Такой способ снимать кино, образы этах лент можно было бы осудить как мелкотемье. Конечно, если сравнивать с грандиозными техническими эффектами сфотографированного театра или экранизированного романа, — задушевные и чуть насмешливые рассказы Махмалбафа и Кьяростами кажутся обращенными к публике более узкой. И все-таки при этом наше внимание задерживают эмоциональность, сила видения, точность, трезвость содержания. Нарастание ритма в «Велосипедисте», залитый светом кадр в «Через оливы», кислая усмешка — все это совсем не эстетские, оторванные от действительности изыски. Иранское общество еще только выбирается из долгой эпохи политического гнета, цензуры, но возможности у него многообещающи. Его неотложные нужды вовсе не те, какими они представляются геополитикам — последователям школы Хантингтона. Разумеется, первым делом ему надо снова залатать прорехи в разодравшейся ткани своего старого гуманизма, больше связанного с древними традициями ислама, чем с предвыборными программами кандидатов. Легкость интонации, забавные шутки, скептицизм Аббаса Кьяростами — тут нет никаких политических предубеждений. Это, скорее, та склонность критически отнестись к самим себе, та насмешливость, какие бывают свойственны людям, прожившим жизнь в сомнениях, — от чеха Кафки и до палестинца Эмиля Хабиби. Наследники опыта прошлых лет, впитавшие всю культуру западного кино, от Чаплина до Годара или Кассаветеса, Мохсен Махмалбаф и Аббас Кьяростами изобретают свободу, легкость, которые могут послужить образцом для всего мира.

Интермедия предпоследняя

Кинотеатры,

о которых так хорошо говорил Ролан Барт, эти безликие залы, где можно удобно развалиться в кресле, ощутив зернистый бархат обивки, твердое дерево подлокотников, куда приходят поспать или помечтать, а иногда и совершить акт эротического самоудовлетворения, задравши ноги на спинку кресла предыдущего ряда. Темнота кинозала умеет быть прибежищем от городской жизни, и мерцающий световой конус, выходящий из крохотной дырочки над головами зрителей, отбрасывает на экран изобилие света, увлекающее нас и дарующее нам утешение.
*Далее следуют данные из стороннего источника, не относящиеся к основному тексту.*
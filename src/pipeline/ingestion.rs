//! Unified ingestion loop
//!
//! One task owns both stateful engines, so every state mutation is serialized
//! without locks. The loop multiplexes the raw-record channel with the two
//! scheduled sweeps (aggregation flush, blacklist expiry) and routes each
//! normalized event through at most one engine.
//!
//! Error discipline: malformed records and per-event engine rejections are
//! logged and skipped; a state-store failure surfacing here has already been
//! retried and is fatal to the whole stage.

use crate::aggregator::{AggregationEngine, AggregationError};
use crate::blacklist::{BlacklistDiffEngine, DiffError};
use crate::event::normalizer::{normalize, SourceContext};
use crate::event::schema::NormalizedEvent;
use crate::pipeline::reader::InboundMessage;
use crate::pipeline::routing::{OutboundMessage, Stage};
use crate::sources::SourcesConfig;
use chrono::Utc;
use log::{error, info, warn};
use std::collections::HashSet;
use std::sync::Arc;
use std::time::Duration;
use tokio::sync::mpsc;

pub struct PipelineConfig {
    pub flush_interval: Duration,
    pub expire_interval: Duration,
}

/// Run the ingestion loop until the inbound channel closes.
///
/// On shutdown every open aggregation window is flushed; blacklist state
/// simply stays durable and picks up where it left off on the next run.
pub async fn run_pipeline(
    mut rx: mpsc::Receiver<InboundMessage>,
    tx: mpsc::Sender<OutboundMessage>,
    mut aggregator: AggregationEngine,
    mut blacklist: BlacklistDiffEngine,
    sources: Arc<SourcesConfig>,
    config: PipelineConfig,
) -> Result<(), Box<dyn std::error::Error + Send + Sync>> {
    let mut flush_timer = tokio::time::interval(config.flush_interval);
    let mut expire_timer = tokio::time::interval(config.expire_interval);
    flush_timer.set_missed_tick_behavior(tokio::time::MissedTickBehavior::Delay);
    expire_timer.set_missed_tick_behavior(tokio::time::MissedTickBehavior::Delay);

    // Blacklist sources with an observation cycle currently open
    let mut open_runs: HashSet<String> = HashSet::new();
    let mut processed: u64 = 0;
    let mut skipped: u64 = 0;

    loop {
        tokio::select! {
            message = rx.recv() => {
                match message {
                    Some(InboundMessage::Record { source, raw, arrival_time, alt_time }) => {
                        let cfg = match sources.get(&source) {
                            Some(cfg) => cfg,
                            None => {
                                warn!("Dropping record from unconfigured source {}", source);
                                skipped += 1;
                                continue;
                            }
                        };
                        let raw_map = match raw.as_object() {
                            Some(map) => map,
                            None => {
                                warn!("Dropping non-object raw record from {}", source);
                                skipped += 1;
                                continue;
                            }
                        };
                        let ctx = SourceContext {
                            source: source.clone(),
                            restriction: cfg.restriction,
                            confidence: cfg.confidence,
                            category: cfg.category,
                            policy: cfg.policy,
                            arrival_time,
                            alt_time_hint: alt_time,
                        };
                        let event = match normalize(raw_map, &ctx) {
                            Ok(event) => event,
                            Err(e) => {
                                warn!("Dropping record from {}: {}", source, e);
                                skipped += 1;
                                continue;
                            }
                        };

                        if cfg.aggregate.is_some() {
                            match aggregator.ingest(&event).await {
                                Ok(Some(summary)) => {
                                    emit(&tx, Stage::Aggregated, summary).await?;
                                }
                                Ok(None) => {}
                                Err(AggregationError::Key(e)) => {
                                    warn!("Dropping record from {}: {}", source, e);
                                    skipped += 1;
                                    continue;
                                }
                                Err(AggregationError::Store(e)) => {
                                    error!("Aggregation state store failed: {}", e);
                                    return Err(e);
                                }
                            }
                        } else if cfg.blacklist.is_some() {
                            let source_label = source.to_string();
                            if open_runs.insert(source_label) {
                                blacklist.begin_run(&source);
                            }
                            match blacklist.compare(&event).await {
                                Ok(out) => emit(&tx, Stage::Diffed, out).await?,
                                Err(DiffError::Identity(e)) => {
                                    warn!("Dropping record from {}: {}", source, e);
                                    skipped += 1;
                                    continue;
                                }
                                Err(DiffError::Store(e)) => {
                                    error!("Blacklist state store failed: {}", e);
                                    return Err(e);
                                }
                            }
                        } else {
                            emit(&tx, Stage::Normalized, event).await?;
                        }
                        processed += 1;
                    }
                    Some(InboundMessage::EndOfFeed { source }) => {
                        open_runs.remove(&source.to_string());
                        match blacklist.finish_run(&source).await {
                            Ok(delisted) => {
                                if !delisted.is_empty() {
                                    info!("Delisting {} absent entries from {}", delisted.len(), source);
                                }
                                for event in delisted {
                                    emit(&tx, Stage::Diffed, event).await?;
                                }
                            }
                            Err(DiffError::Store(e)) => {
                                error!("Blacklist state store failed: {}", e);
                                return Err(e);
                            }
                            Err(e) => warn!("Run close failed for {}: {}", source, e),
                        }
                    }
                    None => {
                        // Input is gone; flush open windows before exiting so
                        // nothing waits for a restart to surface
                        info!(
                            "Input closed after {} records ({} skipped), flushing {} open windows",
                            processed, skipped, aggregator.pending()
                        );
                        match aggregator.flush_all().await {
                            Ok(flushed) => {
                                for event in flushed {
                                    emit(&tx, Stage::Aggregated, event).await?;
                                }
                            }
                            Err(AggregationError::Store(e)) => {
                                error!("Aggregation state store failed: {}", e);
                                return Err(e);
                            }
                            Err(e) => error!("Shutdown flush failed: {}", e),
                        }
                        return Ok(());
                    }
                }
            }
            _ = flush_timer.tick() => {
                match aggregator.flush_due(Utc::now()).await {
                    Ok(flushed) => {
                        if !flushed.is_empty() {
                            info!(
                                "Flushed {} idle windows, {} still open, {} records so far",
                                flushed.len(), aggregator.pending(), processed
                            );
                        }
                        for event in flushed {
                            emit(&tx, Stage::Aggregated, event).await?;
                        }
                    }
                    Err(AggregationError::Store(e)) => {
                        error!("Aggregation state store failed: {}", e);
                        return Err(e);
                    }
                    Err(e) => error!("Scheduled flush failed: {}", e),
                }
            }
            _ = expire_timer.tick() => {
                match blacklist.expire_due(Utc::now()).await {
                    Ok(expired) => {
                        if !expired.is_empty() {
                            info!("Expired {} blacklist entries", expired.len());
                        }
                        for event in expired {
                            emit(&tx, Stage::Diffed, event).await?;
                        }
                    }
                    Err(DiffError::Store(e)) => {
                        error!("Blacklist state store failed: {}", e);
                        return Err(e);
                    }
                    Err(e) => error!("Expiry sweep failed: {}", e),
                }
            }
        }
    }
}

async fn emit(
    tx: &mpsc::Sender<OutboundMessage>,
    stage: Stage,
    event: NormalizedEvent,
) -> Result<(), Box<dyn std::error::Error + Send + Sync>> {
    tx.send(OutboundMessage::new(stage, event))
        .await
        .map_err(|_| "outbound channel closed".into())
}
pub mod backoff;
pub mod config;
pub mod sources;

pub mod event;
pub mod aggregator;
pub mod blacklist;
pub mod store;
pub mod pipeline;

// Re-export commonly used types
pub use config::Config;
pub use event::normalizer::{normalize, NormalizationError, NormalizationPolicy, SourceContext};
pub use event::schema::{Address, Category, Confidence, EventType, NormalizedEvent, Restriction, Source};
pub use aggregator::engine::AggregationEngine;
pub use blacklist::engine::BlacklistDiffEngine;
pub use pipeline::routing::{OutboundMessage, Stage};
pub use sources::{FeedShape, SourceConfig, SourcesConfig};
pub use store::{StateKind, StateStore};
//! Pipeline runtime: JSONL in, routed JSONL out
//!
//! Reads raw collector envelopes from a file or stdin, runs them through the
//! normalizer and the two stateful engines, and writes routed events to
//! stdout one JSON object per line. All diagnostics go to stderr so stdout
//! stays a clean event stream.

use log::{error, info};
use std::path::PathBuf;
use std::sync::Arc;
use std::time::Duration;
use threatflow::pipeline::{run_pipeline, run_reader, PipelineConfig};
use threatflow::store::{RetryingStore, SqliteStateStore, StateStore};
use threatflow::{AggregationEngine, BlacklistDiffEngine, Config, SourcesConfig};
use tokio::io::AsyncWriteExt;
use tokio::sync::mpsc;

#[tokio::main]
async fn main() -> Result<(), Box<dyn std::error::Error + Send + Sync>> {
    dotenv::dotenv().ok();
    env_logger::Builder::from_env(env_logger::Env::default().default_filter_or("info"))
        .target(env_logger::Target::Stderr)
        .init();

    let config = Config::from_env();
    info!("Starting threatflow pipeline runtime");
    info!("  State db:  {}", config.db_path);
    info!("  Sources:   {}", config.sources_path);
    info!(
        "  Input:     {}{}",
        config.input_path.as_deref().unwrap_or("<stdin>"),
        if config.follow_input { " (follow)" } else { "" }
    );

    let sources = Arc::new(SourcesConfig::load(&config.sources_path)?);
    let sqlite = SqliteStateStore::new(&config.db_path)?;
    let store: Arc<dyn StateStore> =
        Arc::new(RetryingStore::new(sqlite, config.store_max_retries));

    let mut aggregator = AggregationEngine::new(store.clone(), sources.clone());
    let mut blacklist = BlacklistDiffEngine::new(store.clone(), sources.clone());

    // Full state reload before the first message is consumed
    let windows = aggregator.load_state().await?;
    let entries = blacklist.load_state().await?;
    info!(
        "Restored {} open aggregation windows and {} blacklist entries",
        windows, entries
    );

    let (tx_in, rx_in) = mpsc::channel(config.channel_buffer);
    let (tx_out, mut rx_out) = mpsc::channel(config.channel_buffer);

    let publisher = tokio::spawn(async move {
        let mut stdout = tokio::io::stdout();
        while let Some(message) = rx_out.recv().await {
            match serde_json::to_string(&message) {
                Ok(line) => {
                    if stdout.write_all(line.as_bytes()).await.is_err()
                        || stdout.write_all(b"\n").await.is_err()
                    {
                        error!("stdout closed, stopping publisher");
                        break;
                    }
                }
                Err(e) => error!("Failed to serialize outbound event: {}", e),
            }
        }
        let _ = stdout.flush().await;
    });

    let input = config.input_path.clone().map(PathBuf::from);
    let reader = tokio::spawn(run_reader(input, config.follow_input, tx_in));

    run_pipeline(
        rx_in,
        tx_out,
        aggregator,
        blacklist,
        sources,
        PipelineConfig {
            flush_interval: Duration::from_millis(config.flush_interval_ms),
            expire_interval: Duration::from_millis(config.expire_interval_ms),
        },
    )
    .await?;

    reader.await??;
    publisher.await?;
    info!("Pipeline runtime stopped");
    Ok(())
}
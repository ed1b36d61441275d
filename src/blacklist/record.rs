//! Persisted state of one blacklist identity

use crate::event::schema::NormalizedEvent;
use chrono::{DateTime, Utc};
use serde::{Deserialize, Serialize};

/// Last-known-emitted state of one blacklist identity.
///
/// At most one active record exists per `(source, identity)`; superseding it
/// always mints a new event id linked back through `replaces`.
#[derive(Debug, Clone, PartialEq, Serialize, Deserialize)]
pub struct BlacklistEntryRecord {
    /// The full payload last emitted for this identity (carries the id)
    pub event: NormalizedEvent,
    /// Expiry deadline; entries past it are swept by `expire_due`
    pub expires: Option<DateTime<Utc>>,
}

impl BlacklistEntryRecord {
    pub fn new(event: NormalizedEvent) -> Self {
        let expires = event.expires;
        Self { event, expires }
    }

    pub fn id(&self) -> &str {
        &self.event.id
    }
}
//! Per-source configuration table
//!
//! Loaded once at startup from a JSON file. Each entry keys on the dotted
//! `provider.channel` label and carries the constant items injected into
//! every event of that source, the normalization policy, and either the
//! aggregation window or the blacklist feed shape, depending on the kind.
//!
//! Example file:
//!
//! ```json
//! {
//!   "default_time_tolerance_secs": 600,
//!   "sources": {
//!     "scanprov.hifreq": {
//!       "restriction": "need-to-know",
//!       "confidence": "medium",
//!       "category": "scanning",
//!       "aggregate": { "group_id_components": ["ip", "dport", "proto"] }
//!     },
//!     "blprov.urls": {
//!       "restriction": "public",
//!       "confidence": "high",
//!       "category": "malurl",
//!       "blacklist": { "feed_shape": "full-snapshot" }
//!     }
//!   }
//! }
//! ```

use crate::event::normalizer::NormalizationPolicy;
use crate::event::schema::{Category, Confidence, Restriction, Source};
use serde::{Deserialize, Serialize};
use std::collections::HashMap;
use std::fs;
use std::path::Path;

/// Whether a blacklist feed delivers complete membership each cycle.
///
/// Misclassifying one as the other silently corrupts delist semantics, so
/// there is no guessing here: the default is `incremental`, which can delay
/// delists but never fabricate them.
#[derive(Debug, Clone, Copy, PartialEq, Eq, Serialize, Deserialize, Default)]
pub enum FeedShape {
    #[serde(rename = "full-snapshot")]
    FullSnapshot,
    #[serde(rename = "incremental")]
    #[default]
    Incremental,
}

#[derive(Debug, Clone, Serialize, Deserialize)]
pub struct AggregateConfig {
    /// Ordered field names joined into the group id
    pub group_id_components: Vec<String>,
    /// Per-source override of the global default
    #[serde(skip_serializing_if = "Option::is_none")]
    pub time_tolerance_secs: Option<i64>,
}

#[derive(Debug, Clone, Serialize, Deserialize)]
pub struct BlacklistConfig {
    #[serde(default)]
    pub feed_shape: FeedShape,
}

#[derive(Debug, Clone, Serialize, Deserialize)]
pub struct SourceConfig {
    pub restriction: Restriction,
    pub confidence: Confidence,
    pub category: Category,
    #[serde(default)]
    pub policy: NormalizationPolicy,
    /// Present for high-frequency sources routed through aggregation
    #[serde(default, skip_serializing_if = "Option::is_none")]
    pub aggregate: Option<AggregateConfig>,
    /// Present for blacklist sources routed through diffing
    #[serde(default, skip_serializing_if = "Option::is_none")]
    pub blacklist: Option<BlacklistConfig>,
}

fn default_tolerance() -> i64 {
    600
}

#[derive(Debug, Clone, Serialize, Deserialize)]
pub struct SourcesConfig {
    #[serde(default = "default_tolerance")]
    pub default_time_tolerance_secs: i64,
    pub sources: HashMap<String, SourceConfig>,
}

impl SourcesConfig {
    pub fn load<P: AsRef<Path>>(
        path: P,
    ) -> Result<Self, Box<dyn std::error::Error + Send + Sync>> {
        let json = fs::read_to_string(path.as_ref())?;
        let config: SourcesConfig = serde_json::from_str(&json)?;
        log::info!(
            "Loaded {} source definitions from {}",
            config.sources.len(),
            path.as_ref().display()
        );
        Ok(config)
    }

    pub fn get(&self, source: &Source) -> Option<&SourceConfig> {
        self.sources.get(&source.to_string())
    }

    /// Effective tolerance window for a source's aggregation config.
    pub fn tolerance_for(&self, aggregate: &AggregateConfig) -> i64 {
        aggregate
            .time_tolerance_secs
            .unwrap_or(self.default_time_tolerance_secs)
    }
}

#[cfg(test)]
mod tests {
    use super::*;
    use std::io::Write;

    #[test]
    fn test_load_sources_file() {
        let mut file = tempfile::NamedTempFile::new().unwrap();
        write!(
            file,
            r#"{{
                "sources": {{
                    "scanprov.hifreq": {{
                        "restriction": "need-to-know",
                        "confidence": "medium",
                        "category": "scanning",
                        "aggregate": {{
                            "group_id_components": ["ip", "dport", "proto"],
                            "time_tolerance_secs": 300
                        }}
                    }},
                    "blprov.urls": {{
                        "restriction": "public",
                        "confidence": "high",
                        "category": "malurl",
                        "policy": "strict",
                        "blacklist": {{ "feed_shape": "full-snapshot" }}
                    }}
                }}
            }}"#
        )
        .unwrap();

        let config = SourcesConfig::load(file.path()).unwrap();
        assert_eq!(config.default_time_tolerance_secs, 600);

        let hifreq = config.get(&Source::new("scanprov", "hifreq")).unwrap();
        assert_eq!(hifreq.policy, NormalizationPolicy::Lenient);
        let aggregate = hifreq.aggregate.as_ref().unwrap();
        assert_eq!(aggregate.group_id_components, ["ip", "dport", "proto"]);
        assert_eq!(config.tolerance_for(aggregate), 300);

        let urls = config.get(&Source::new("blprov", "urls")).unwrap();
        assert_eq!(urls.policy, NormalizationPolicy::Strict);
        assert_eq!(
            urls.blacklist.as_ref().unwrap().feed_shape,
            FeedShape::FullSnapshot
        );

        assert!(config.get(&Source::new("unknown", "feed")).is_none());
    }

    #[test]
    fn test_feed_shape_defaults_to_incremental() {
        let json = r#"{
            "restriction": "public",
            "confidence": "low",
            "category": "spam-url",
            "blacklist": {}
        }"#;
        let config: SourceConfig = serde_json::from_str(json).unwrap();
        assert_eq!(
            config.blacklist.unwrap().feed_shape,
            FeedShape::Incremental
        );
    }
}
use std::time::Duration;
use tokio::time::sleep;

/// Exponential backoff with a retry budget, used around durable-store I/O.
#[derive(Debug)]
pub struct ExponentialBackoff {
    initial_delay_ms: u64,
    max_delay_ms: u64,
    max_retries: u32,
    current_attempt: u32,
}

#[derive(Debug)]
pub struct MaxRetriesExceeded;

impl std::fmt::Display for MaxRetriesExceeded {
    fn fmt(&self, f: &mut std::fmt::Formatter<'_>) -> std::fmt::Result {
        write!(f, "maximum retry attempts exceeded")
    }
}

impl std::error::Error for MaxRetriesExceeded {}

impl ExponentialBackoff {
    pub fn new(initial_delay_ms: u64, max_delay_ms: u64, max_retries: u32) -> Self {
        Self {
            initial_delay_ms,
            max_delay_ms,
            max_retries,
            current_attempt: 0,
        }
    }

    /// Sleep for the next backoff step, or fail once the budget is spent.
    pub async fn sleep(&mut self) -> Result<(), MaxRetriesExceeded> {
        if self.current_attempt >= self.max_retries {
            return Err(MaxRetriesExceeded);
        }

        let delay_ms = std::cmp::min(
            self.initial_delay_ms.saturating_mul(1 << self.current_attempt),
            self.max_delay_ms,
        );

        log::warn!(
            "retry {} of {} in {}ms",
            self.current_attempt + 1,
            self.max_retries,
            delay_ms
        );

        sleep(Duration::from_millis(delay_ms)).await;
        self.current_attempt += 1;
        Ok(())
    }

    pub fn reset(&mut self) {
        self.current_attempt = 0;
    }
}

#[cfg(test)]
mod tests {
    use super::*;

    #[tokio::test]
    async fn test_backoff_exhausts_budget() {
        let mut backoff = ExponentialBackoff::new(1, 4, 3);
        assert!(backoff.sleep().await.is_ok());
        assert!(backoff.sleep().await.is_ok());
        assert!(backoff.sleep().await.is_ok());
        assert!(backoff.sleep().await.is_err());

        backoff.reset();
        assert!(backoff.sleep().await.is_ok());
    }

    #[tokio::test]
    async fn test_delay_is_capped() {
        // 1ms, 2ms, 4ms, then capped at 5ms; just verify it completes quickly
        let mut backoff = ExponentialBackoff::new(1, 5, 5);
        let start = std::time::Instant::now();
        while backoff.sleep().await.is_ok() {}
        assert!(start.elapsed() < Duration::from_secs(1));
    }
}
use chrono::{DateTime, Utc};

use crate::error::{AppError, AppResult};
use crate::models::{
    find_plan, Plan, ResourceUsage, Subscription, UsageOutcome, UsagePeriod, UsageResource,
    UsageSummary, OVERAGE_RATE,
};
use crate::store::{BillingStore, UsageCommit, UsageReceipt};

/// Largest quantity a single usage call may meter.
pub const MAX_USAGE_QUANTITY: i64 = 1_000_000;

pub(crate) async fn active_plan(
    store: &dyn BillingStore,
    tenant_id: &str,
) -> AppResult<(Subscription, &'static Plan)> {
    let sub = store
        .active_subscription(tenant_id)
        .await?
        .ok_or(AppError::NoActiveSubscription)?;
    let plan = find_plan(&sub.plan_id)
        .ok_or_else(|| AppError::Internal(format!("Unknown plan '{}'", sub.plan_id)))?;
    Ok((sub, plan))
}

/// Meters `quantity` units of `resource`. Overage is debited from the wallet in the same
/// atomic unit as the counter increment; if the debit fails nothing is recorded.
pub async fn record_usage(
    store: &dyn BillingStore,
    tenant_id: &str,
    resource: UsageResource,
    quantity: i64,
) -> AppResult<UsageOutcome> {
    if !(1..=MAX_USAGE_QUANTITY).contains(&quantity) {
        return Err(AppError::BadRequest(format!(
            "Quantity must be between 1 and {}",
            MAX_USAGE_QUANTITY
        )));
    }

    let (sub, plan) = active_plan(store, tenant_id).await?;
    let quota = plan.quotas.for_usage(resource);
    let rate = OVERAGE_RATE.for_usage(resource);

    let period = match store.current_usage_period(sub.id, Utc::now()).await? {
        Some(period) => period,
        None if quota.is_none() => {
            tracing::debug!(
                tenant_id = %tenant_id,
                resource = %resource,
                "Unlimited usage outside any period"
            );
            return Ok(UsageOutcome {
                allowed: true,
                cost_minor_units: 0,
                is_overage: false,
                covered_by_quota: quantity,
                overage_quantity: 0,
                used_after: None,
            });
        }
        None => return Err(AppError::NoUsagePeriod),
    };

    let UsageReceipt { period, quote: q } = store
        .commit_usage(UsageCommit {
            tenant_id: tenant_id.to_string(),
            period_id: period.id,
            resource,
            quantity,
            quota,
            rate,
        })
        .await?;

    if q.overage_quantity > 0 {
        tracing::info!(
            tenant_id = %tenant_id,
            resource = %resource,
            overage = q.overage_quantity,
            cost = q.cost,
            "Usage billed as overage"
        );
    }
    Ok(UsageOutcome {
        allowed: true,
        cost_minor_units: q.cost,
        is_overage: q.overage_quantity > 0,
        covered_by_quota: q.covered_by_quota,
        overage_quantity: q.overage_quantity,
        used_after: Some(period.used(resource)),
    })
}

pub async fn usage_summary(store: &dyn BillingStore, tenant_id: &str) -> AppResult<UsageSummary> {
    let (sub, plan) = active_plan(store, tenant_id).await?;
    let period = store.current_usage_period(sub.id, Utc::now()).await?;

    let resources = UsageResource::ALL
        .iter()
        .map(|&resource| {
            let used = period.as_ref().map(|p| p.used(resource)).unwrap_or(0);
            let quota = plan.quotas.for_usage(resource);
            ResourceUsage {
                resource,
                used,
                quota,
                remaining: quota.map(|q| (q - used).max(0)),
            }
        })
        .collect();

    Ok(UsageSummary {
        plan_id: sub.plan_id,
        period_start: period.as_ref().map(|p| p.period_start),
        period_end: period.as_ref().map(|p| p.period_end),
        resources,
    })
}

/// Opens (or extends) the usage window `[start, end)` for a subscription.
pub async fn open_period(
    store: &dyn BillingStore,
    subscription_id: uuid::Uuid,
    start: DateTime<Utc>,
    end: DateTime<Utc>,
) -> AppResult<UsagePeriod> {
    if end <= start {
        return Err(AppError::BadRequest("Usage period must end after it starts".into()));
    }
    let period = store.open_usage_period(subscription_id, start, end).await?;
    tracing::info!(
        subscription_id = %subscription_id,
        period_start = %period.period_start,
        period_end = %period.period_end,
        "Usage period open"
    );
    Ok(period)
}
Это что-то вроде безмолвного соглашения — собраться здесь вместе с людьми, которых знать не знаешь и никогда больше не увидишь, — разве что когда сеанс только что окончен и вы в толкотне пробираетесь к узенькой двери на выход, за которой уже ослепительная, ошеломляющая своей суетой улица. Для Барта кино было однозначным антиподом телевидению — одно доступное, безымянное, вбирающее в себя одиночества и чаяния, другое — предназначенное для рамок (для него ненавистных, недоступных) Семьи (с заглавной буквы слово написал он сам) — в своей бесцветной пошлости сливающееся с предметами кухонной утвари и комнатной мебелью.